Среди критиков издателя были и те, кто считал покупку авторских прав у беспомощных, не сумевших адаптироваться к реалиям новой жизни литераторов благотворительностью, спасением их от голодной, в буквальном смысле этого слова, смерти. К тому же в условиях сложившегося правового вакуума писатели могли продать (и продавали) один и тот же текст разным издательствам, что позволяло им хоть как-то увеличить свой скромный гонорар. Поэтому Зиновий Исаевич имел все основания обвинять правообладателей в банальном жульничестве: «Немедленно по продаже мне своих произведений… Мережковский снова продаёт те же сочинения другим издательствам. Пытался он продать и Государственному издательству, которое переслало мне его весьма пикантное письмо. Гиппиус продала мне свои стихи в 1918 году, деньги получила, а материал не сдала. Куприн продал мне сочинения, уже ранее проданные другому издательству».

Становилось очевидно, что большевики были готовы финансировать всё, что предлагал им А. М. Горький, только вот достаточных средств для этого у них не было. Поэтому «Буревестник» был вынужден постоянно обращаться к В. И. Ленину за поддержкой того или иного проекта. Алексей Максимович писал Председателю СНК в феврале 1919 года: «На днях закончим печатание перечня книг, предположенных к изданию „Всемирной Литературой“. Я думаю, что нехудо будет перевести эти списки на все европейские языки и разослать их в Германию, Англию, Францию, Скандинавские страны и т. д., дабы пролетарии Запада, а также А. Франсы, Уэллсы и разные Шейдеманы видели воочию, что российский пролетариат не токмо не варвар, а понимает интернационализм гораздо шире, чем они, культурные люди, и что он в самых гнусных условиях, какие только можно представить себе, сумел сделать в год то, до чего им давно бы пора додуматься.

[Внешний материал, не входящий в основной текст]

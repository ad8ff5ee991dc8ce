pub mod csv_writer;
pub mod etl;
pub mod fetch;
pub mod flatten;
pub mod pipeline;

pub use crate::domain::model::{JobRecord, JobTable};
pub use crate::domain::ports::{ConfigProvider, Pipeline, Storage};
pub use crate::utils::error::Result;
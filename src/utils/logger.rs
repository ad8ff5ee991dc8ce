use tracing_subscriber::{layer::SubscriberExt, util::SubscriberInitExt, EnvFilter};

#[derive(Debug, Clone, Copy, PartialEq, Eq, Default)]
#[cfg_attr(feature = "cli", derive(clap::ValueEnum))]
pub enum LogFormat {
    #[default]
    Compact,
    Json,
}

fn default_filter(verbose: bool) -> EnvFilter {
    let fallback = if verbose {
        "remotive_extract=debug,info"
    } else {
        "remotive_extract=info"
    };
    EnvFilter::try_from_default_env().unwrap_or_else(|_| EnvFilter::new(fallback))
}

/// 初始化日誌，輸出到 stderr 以保持 stdout 乾淨
pub fn init_logger(verbose: bool, format: LogFormat) {
    let registry = tracing_subscriber::registry().with(default_filter(verbose));

    match format {
        LogFormat::Compact => registry
            .with(
                tracing_subscriber::fmt::layer()
                    .with_writer(std::io::stderr)
                    .with_target(false)
                    .with_thread_ids(false)
                    .with_file(false)
                    .with_line_number(false)
                    .compact(),
            )
            .init(),
        LogFormat::Json => registry
            .with(
                tracing_subscriber::fmt::layer()
                    .with_writer(std::io::stderr)
                    .with_target(false)
                    .json(),
            )
            .init(),
    }
}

Будьте здоровы! А товарищи-коммунисты очень нерадивый, нетрудоспособный и самолюбивый народишко. Работать с ними трудно, знаете ли!»

Такие технические вопросы, как, например, получение разрешения на вывоз за границу рукописей мемуаров В. Чернова и Л. Мартова, которые уполномоченными Главного управления таможенного контроля были отнесены к антисоветским, Владимир Ильич решал оперативно, но вот в вопросах выделения бюджетных средств, увы, быстро помочь не мог. Тогда Гржебин вновь предложил СНК идею реализовывать книги на русском языке в Европе, прежде всего среди русскоязычной диаспоры. Предложение это, конечно, имело право на жизнь, но в то же время оно создавало неразрешимые проблемы с экономическими расчётами (средняя цена на книгу в Германии составляла 12–15 марок, что делало её рентабельной при нереальном для того времени тираже не менее 10 тысяч экземпляров), недостаточной востребованностью такой литературы среди хорошо образованных людей, свободно владеющих иностранными языками, а также наличием проблем с правообладателями, при том условии, что они постоянно проживали за границей.